At some point in life, people get this idea in their heads that they want to “be somebody”. They want to be externally recognized, accomplished or distinguished in some way.
The want itself is not necessarily bad. To be the somebody who creates a new vaccine or who empowers a village of women? Wonderful. But the motivation is critical. If the motivation is fame, legacy or longevity, that is setting yourself up for disappointment.
Let’s say you’re the president of the United States – a title that most would agree makes you “somebody”. You might affect incredible change during your term and your life, but if it’s fame or legacy that you are after, who is going to remember you in 100 years? In 500 years? And will it really matter?
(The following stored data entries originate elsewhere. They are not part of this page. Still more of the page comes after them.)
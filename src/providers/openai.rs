use async_trait::async_trait;
use reqwest::StatusCode;
use serde_json::Value;
use std::time::Duration;
use tracing::{debug, warn};

use async_openai::types::chat::{
    ChatCompletionRequestMessage, ChatCompletionRequestSystemMessageArgs,
    ChatCompletionRequestUserMessageArgs, ChatCompletionRequestUserMessageContent,
    ChatCompletionTool, ChatCompletionTools, CreateChatCompletionRequest,
    CreateChatCompletionRequestArgs, FunctionObject,
};

use crate::config::Config;
use crate::error::{AgentDeskError, Result};
use crate::interfaces::providers::{LlmProvider, LlmResponse, ToolCall};

#[derive(Clone)]
pub struct OpenAiProvider {
    model: String,
    http: reqwest::Client,
    api_key: String,
    base_url: String,
    timeout: Duration,
}

impl OpenAiProvider {
    fn is_openai_function_name(name: &str) -> bool {
        let trimmed = name.trim();
        !trimmed.is_empty()
            && trimmed
                .chars()
                .all(|ch| ch.is_ascii_alphanumeric() || ch == '_' || ch == '-')
    }

    pub fn new(
        api_key: String,
        model: Option<String>,
        base_url: Option<String>,
        timeout: Duration,
    ) -> Result<Self> {
        let model = model.unwrap_or_else(|| crate::config::DEFAULT_MODEL.to_string());
        let base_url = base_url.unwrap_or_else(|| crate::config::DEFAULT_BASE_URL.to_string());
        let http = reqwest::Client::builder()
            .timeout(timeout)
            .build()
            .map_err(|e| AgentDeskError::Http(format!("Failed to build HTTP client: {e}")))?;
        Ok(Self {
            model,
            http,
            api_key,
            base_url,
            timeout,
        })
    }

    pub fn from_config(config: &Config) -> Result<Self> {
        Self::new(
            config.api_key()?,
            Some(config.model()),
            Some(config.base_url()),
            Duration::from_secs(config.request_timeout_secs),
        )
    }

    pub fn model(&self) -> &str {
        &self.model
    }

    async fn raw_chat_completion(&self, request: &CreateChatCompletionRequest) -> Result<Value> {
        let url = format!("{}/chat/completions", self.base_url.trim_end_matches('/'));
        debug!(%url, model = %self.model, "Sending chat completion");
        let response = self
            .http
            .post(url)
            .bearer_auth(&self.api_key)
            .json(request)
            .send()
            .await
            .map_err(|e| {
                if e.is_timeout() {
                    AgentDeskError::Http(format!(
                        "Chat completion timed out after {}s",
                        self.timeout.as_secs()
                    ))
                } else {
                    AgentDeskError::Http(format!("Chat completion transport failed: {e}"))
                }
            })?;
        let status = response.status();
        let body = response
            .text()
            .await
            .map_err(|e| AgentDeskError::Http(format!("Chat completion read failed: {e}")))?;

        if status != StatusCode::OK {
            return Err(AgentDeskError::Http(format!(
                "Chat completion failed ({status}): {body}"
            )));
        }

        serde_json::from_str(&body).map_err(|e| {
            AgentDeskError::Serialization(format!("Chat completion decode failed: {e}"))
        })
    }

    fn first_message(response: &Value) -> Result<&Value> {
        response
            .get("choices")
            .and_then(|v| v.get(0))
            .and_then(|choice| choice.get("message"))
            .ok_or_else(|| AgentDeskError::Http("No choices returned".to_string()))
    }

    fn extract_text_from_value(message: &Value) -> String {
        message
            .get("content")
            .and_then(|content| content.as_str())
            .unwrap_or_default()
            .to_string()
    }

    fn parse_arguments(arguments: Option<&Value>) -> Value {
        match arguments {
            Some(Value::String(text)) if text.trim().is_empty() => Value::Object(Default::default()),
            Some(Value::String(text)) => {
                serde_json::from_str(text).unwrap_or(Value::String(text.clone()))
            }
            Some(value) => value.clone(),
            None => Value::Null,
        }
    }

    fn extract_tool_calls_from_value(message: &Value) -> Vec<ToolCall> {
        let Some(calls) = message.get("tool_calls").and_then(|calls| calls.as_array()) else {
            if let Some(function_call) = message.get("function_call") {
                if let Some(name) = function_call.get("name").and_then(|value| value.as_str()) {
                    return vec![ToolCall {
                        name: name.to_string(),
                        arguments: Self::parse_arguments(function_call.get("arguments")),
                    }];
                }
            }
            return Vec::new();
        };

        calls
            .iter()
            .filter_map(|call| {
                let function = call.get("function")?;
                let name = function.get("name")?.as_str()?.to_string();
                let arguments = Self::parse_arguments(function.get("arguments"));
                Some(ToolCall { name, arguments })
            })
            .collect()
    }

    fn build_system_message(system_prompt: &str) -> Result<Option<ChatCompletionRequestMessage>> {
        if system_prompt.is_empty() {
            return Ok(None);
        }
        let message = ChatCompletionRequestSystemMessageArgs::default()
            .content(system_prompt)
            .build()
            .map_err(|e| AgentDeskError::Runtime(e.to_string()))?;
        Ok(Some(ChatCompletionRequestMessage::System(message)))
    }

    fn build_user_text_message(prompt: &str) -> Result<ChatCompletionRequestMessage> {
        let message = ChatCompletionRequestUserMessageArgs::default()
            .content(ChatCompletionRequestUserMessageContent::Text(
                prompt.to_string(),
            ))
            .build()
            .map_err(|e| AgentDeskError::Runtime(e.to_string()))?;
        Ok(ChatCompletionRequestMessage::User(message))
    }

    fn convert_tools(tools: Vec<Value>) -> Vec<ChatCompletionTools> {
        tools
            .into_iter()
            .filter_map(|tool| {
                let tool_type = tool
                    .get("type")
                    .and_then(|v| v.as_str())
                    .unwrap_or("function");
                if tool_type != "function" {
                    return None;
                }
                let function_obj = tool.get("function").cloned().unwrap_or(tool);
                let name = function_obj.get("name")?.as_str()?.trim().to_string();
                if !Self::is_openai_function_name(&name) {
                    warn!(tool_name = %name, "Skipping invalid function tool name");
                    return None;
                }
                let description = function_obj
                    .get("description")
                    .and_then(|v| v.as_str())
                    .map(|v| v.to_string());
                let parameters = function_obj
                    .get("parameters")
                    .cloned()
                    .filter(|value| value.is_object())
                    .or_else(|| {
                        Some(serde_json::json!({
                            "type": "object",
                            "properties": {},
                            "additionalProperties": true
                        }))
                    });
                let function = FunctionObject {
                    name,
                    description,
                    parameters,
                    strict: Some(false),
                };
                Some(ChatCompletionTools::Function(ChatCompletionTool {
                    function,
                }))
            })
            .collect()
    }
}

#[async_trait]
impl LlmProvider for OpenAiProvider {
    async fn generate_with_tools(
        &self,
        prompt: &str,
        system_prompt: &str,
        tools: Vec<Value>,
    ) -> Result<LlmResponse> {
        let mut messages = Vec::new();
        if let Some(system) = Self::build_system_message(system_prompt)? {
            messages.push(system);
        }
        messages.push(Self::build_user_text_message(prompt)?);

        let tools = Self::convert_tools(tools);
        let mut builder = CreateChatCompletionRequestArgs::default();
        builder.model(self.model.clone());
        builder.messages(messages);
        if !tools.is_empty() {
            builder.tools(tools);
        }

        let request = builder
            .build()
            .map_err(|e| AgentDeskError::Runtime(e.to_string()))?;

        let raw = self.raw_chat_completion(&request).await?;
        let message = Self::first_message(&raw)?;
        Ok(LlmResponse {
            text: Self::extract_text_from_value(message),
            tool_calls: Self::extract_tool_calls_from_value(message),
        })
    }
}

#[cfg(test)]
mod tests {
    use super::OpenAiProvider;
    use async_openai::types::chat::ChatCompletionTools;
    use serde_json::json;

    #[test]
    fn convert_tools_emits_boolean_strict_and_object_parameters() {
        let tools = OpenAiProvider::convert_tools(vec![json!({
            "type": "function",
            "name": "fetch_fx_data",
            "description": "fx quotes",
            "parameters": {"type": "object", "properties": {}}
        })]);

        assert_eq!(tools.len(), 1);
        match &tools[0] {
            ChatCompletionTools::Function(tool) => {
                assert_eq!(tool.function.name, "fetch_fx_data");
                assert_eq!(tool.function.strict, Some(false));
                assert!(tool
                    .function
                    .parameters
                    .as_ref()
                    .is_some_and(|p| p.is_object()));
            }
            _ => panic!("expected function tool"),
        }
    }

    #[test]
    fn convert_tools_skips_invalid_function_names() {
        let tools = OpenAiProvider::convert_tools(vec![
            json!({"type":"function","name":"fx.fetch","parameters":{}}),
            json!({"type":"function","name":"fetch_fx_data","parameters":{}}),
        ]);

        assert_eq!(tools.len(), 1);
        match &tools[0] {
            ChatCompletionTools::Function(tool) => {
                assert_eq!(tool.function.name, "fetch_fx_data");
            }
            _ => panic!("expected function tool"),
        }
    }

    #[test]
    fn extracts_tool_calls_with_string_arguments() {
        let message = json!({
            "content": null,
            "tool_calls": [
                {"id": "1", "type": "function", "function": {"name": "fetch_fx_data", "arguments": "{\"pair\":\"EUR/USD\"}"}},
                {"id": "2", "type": "function", "function": {"name": "fetch_crypto_data", "arguments": ""}}
            ]
        });
        let calls = OpenAiProvider::extract_tool_calls_from_value(&message);
        assert_eq!(calls.len(), 2);
        assert_eq!(calls[0].arguments["pair"], json!("EUR/USD"));
        assert_eq!(calls[1].arguments, json!({}));
        assert_eq!(OpenAiProvider::extract_text_from_value(&message), "");
    }

    #[test]
    fn legacy_function_call_is_understood() {
        let message = json!({
            "content": "",
            "function_call": {"name": "summarize_macro_news", "arguments": "{}"}
        });
        let calls = OpenAiProvider::extract_tool_calls_from_value(&message);
        assert_eq!(calls.len(), 1);
        assert_eq!(calls[0].name, "summarize_macro_news");
    }
}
Compared to the history of the Earth and the cosmos, we’re all insignificant. Nevertheless, we can aspire toward greatness and make a positive difference in the world we are in today.
But it’s hard to aspire toward greatness if you feel like a speck in the universe. You need to feel as though you can achieve greatness.
That’s partly where the Jewish community comes in for me. There is something to being part of a smaller and distinct group of people that provides meaning, rhythm, comfort and acknowledgement in a way that might otherwise be missing.
Because we’re such a small people –
Because you’ll always know someone who knows someone –
Because you can so much more easily build a name for yourself in our tiny microcosm of a society –
Being even a peripheral part of the Jewish community more easily allows me to feel like a somebody.